◆ **Requirement**: Set down, please, exactly the lines below that run from the line with "cannot be consumed)." to the line with "pub fn expected_duration(&self)", both lines included.
* * * * * * * * *
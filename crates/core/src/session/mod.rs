//! Client-side RTSP session model and state machine (RFC 2326 §A.1).
//!
//! A [`Session`] is built from the DESCRIBE response and owns one
//! [`Substream`] per SDP `m=` section. The [`SessionController`] walks it
//! through the negotiation sequence:
//!
//! ```text
//! Idle ─begin─► Describing ─ok─► SettingUp ─(one SETUP at a time)─► Playing
//!                   │                │                                 │
//!                   └─fail──────────►└─────────► ShuttingDown ◄────────┘
//!                                                     │
//!                                                  Closed
//! ```
//!
//! Playback ends on the expected-duration timer, an RTCP BYE on every
//! substream, or a failure; all of them go through
//! [`SessionController::shutdown`].

pub mod controller;
pub mod events;
pub mod setup;
pub mod transport;

pub use controller::{SessionController, SessionState, Termination};
pub use events::{DescribeResponse, SessionEvent, SessionEvents, SessionId};
pub use setup::{SetupStep, SubsessionController};
pub use transport::{ClientPorts, ServerTransport};

use crate::error::Result;
use crate::media::{FrameConsumer, Sink};
use crate::protocol::sdp::{self, MediaDescription, Range, SessionDescription};

/// Creates the decode/render consumer for a successfully set-up substream.
///
/// Failing here is fatal for the session (the stream cannot be consumed).
pub trait SinkFactory {
    fn create(&mut self, url: &str, substream: &Substream) -> Result<Box<dyn FrameConsumer>>;
}

/// Play range the PLAY request is issued for.
#[derive(Debug, Clone, PartialEq)]
pub enum PlayRange {
    /// The presentation is indexed by absolute UTC time.
    Absolute { start: String, end: Option<String> },
    /// Normal play time, relative to the start of the presentation.
    Relative { start: f64, end: Option<f64> },
}

impl PlayRange {
    /// Value for the PLAY request's `Range` header (RFC 2326 §12.29).
    pub fn header_value(&self) -> String {
        match self {
            PlayRange::Absolute { start, end } => {
                format!("clock={}-{}", start, end.as_deref().unwrap_or(""))
            }
            PlayRange::Relative { start, .. } => format!("npt={:.3}-", start),
        }
    }

    /// Expected playing time in seconds: `end - start` for relative ranges
    /// with a known end, `0` otherwise.
    pub fn expected_duration(&self) -> f64 {
        match self {
            PlayRange::Relative {
                start,
                end: Some(end),
            } => end - start,
            _ => 0.0,
        }
    }
}

/// One independently delivered media stream within a [`Session`].
pub struct Substream {
    /// Position in the SDP, which is also the SETUP order.
    pub index: usize,
    pub medium: String,
    pub codec: String,
    pub protocol: String,
    pub payload_type: u8,
    pub clock_rate: u32,
    /// Absolute URL used for this substream's SETUP.
    pub control_url: String,
    /// `sprop-parameter-sets` from the SDP fmtp line, if any.
    pub parameter_sets: Option<String>,
    /// Local RTP/RTCP ports, set when the substream is activated.
    pub client_ports: Option<ClientPorts>,
    /// Server-side transport, set when SETUP succeeds.
    pub server_transport: Option<ServerTransport>,
    /// Active sink; at most one per substream.
    pub sink: Option<Sink>,
}

impl Substream {
    fn from_media(index: usize, media: &MediaDescription, base_url: &str) -> Self {
        Substream {
            index,
            medium: media.medium.clone(),
            codec: media.encoding_name.clone(),
            protocol: media.protocol.clone(),
            payload_type: media.payload_type,
            clock_rate: media.clock_rate,
            control_url: sdp::resolve_control(base_url, media.control.as_deref()),
            parameter_sets: media.fmtp_param("sprop-parameter-sets").map(str::to_string),
            client_ports: None,
            server_transport: None,
            sink: None,
        }
    }

    /// `medium/codec`, e.g. `video/H264`; used to identify the substream in logs.
    pub fn label(&self) -> String {
        format!("{}/{}", self.medium, self.codec)
    }

    pub fn is_active(&self) -> bool {
        self.sink.is_some()
    }
}

/// One negotiated media session, built from a DESCRIBE response.
pub struct Session {
    /// Aggregate control URL used for PLAY and TEARDOWN.
    pub control_url: String,
    pub substreams: Vec<Substream>,
    pub range: PlayRange,
}

impl Session {
    /// Build a session from a parsed description.
    ///
    /// The play range comes from the session-level `a=range`; without one,
    /// media-level ranges are merged (earliest start, latest end).
    pub fn from_description(description: &SessionDescription, base_url: &str) -> Self {
        let substreams = description
            .media
            .iter()
            .enumerate()
            .map(|(i, m)| Substream::from_media(i, m, base_url))
            .collect();

        let range = match &description.range {
            Some(range) => play_range(range),
            None => merge_media_ranges(&description.media),
        };

        Session {
            control_url: sdp::resolve_control(base_url, description.control.as_deref()),
            substreams,
            range,
        }
    }

    pub fn has_substreams(&self) -> bool {
        !self.substreams.is_empty()
    }

    pub fn active_substreams(&self) -> usize {
        self.substreams.iter().filter(|s| s.is_active()).count()
    }
}

fn play_range(range: &Range) -> PlayRange {
    match range {
        Range::Npt { start, end } => PlayRange::Relative {
            start: *start,
            end: *end,
        },
        Range::Clock { start, end } => PlayRange::Absolute {
            start: start.clone(),
            end: end.clone(),
        },
    }
}

fn merge_media_ranges(media: &[MediaDescription]) -> PlayRange {
    if let Some(Range::Clock { start, end }) = media
        .iter()
        .filter_map(|m| m.range.as_ref())
        .find(|r| matches!(r, Range::Clock { .. }))
    {
        return PlayRange::Absolute {
            start: start.clone(),
            end: end.clone(),
        };
    }

    let mut merged: Option<(f64, Option<f64>)> = None;
    for range in media.iter().filter_map(|m| m.range.as_ref()) {
        if let Range::Npt { start, end } = range {
            merged = Some(match merged {
                None => (*start, *end),
                Some((s, e)) => (s.min(*start), max_end(e, *end)),
            });
        }
    }

    let (start, end) = merged.unwrap_or((0.0, None));
    PlayRange::Relative { start, end }
}

fn max_end(a: Option<f64>, b: Option<f64>) -> Option<f64> {
    match (a, b) {
        (Some(a), Some(b)) => Some(a.max(b)),
        (a, None) => a,
        (None, b) => b,
    }
}
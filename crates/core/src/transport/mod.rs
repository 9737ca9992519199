//! Network transport layer for RTSP signaling and RTP media reception.
//!
//! RTSP uses a split transport model:
//!
//! - **TCP** ([`tcp`]): carries RTSP request/response signaling. One
//!   connection per session, one request in flight at a time.
//!
//! - **UDP** ([`udp`]): carries RTP media and RTCP control packets. Each
//!   set-up substream gets its own even/odd client port pair and a
//!   receive task.
//!
//! Future: interleaved TCP transport (RFC 2326 §10.12) would multiplex
//! RTP data onto the RTSP TCP connection using `$` framing.

pub mod tcp;
pub mod udp;

pub use tcp::RtspConnection;
pub use udp::{PortPair, RtpSource, SourceOptions};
* * * * * * * * *
◆ **Answer box**:
/// Failing here is fatal for the session (the stream cannot be consumed).
pub trait SinkFactory {
    fn create(&mut self, url: &str, substream: &Substream) -> Result<Box<dyn FrameConsumer>>;
}

/// Play range the PLAY request is issued for.
#[derive(Debug, Clone, PartialEq)]
pub enum PlayRange {
    /// The presentation is indexed by absolute UTC time.
    Absolute { start: String, end: Option<String> },
    /// Normal play time, relative to the start of the presentation.
    Relative { start: f64, end: Option<f64> },
}

impl PlayRange {
    /// Value for the PLAY request's `Range` header (RFC 2326 §12.29).
    pub fn header_value(&self) -> String {
        match self {
            PlayRange::Absolute { start, end } => {
                format!("clock={}-{}", start, end.as_deref().unwrap_or(""))
            }
            PlayRange::Relative { start, .. } => format!("npt={:.3}-", start),
        }
    }

    /// Expected playing time in seconds: `end - start` for relative ranges
    /// with a known end, `0` otherwise.
    pub fn expected_duration(&self) -> f64 {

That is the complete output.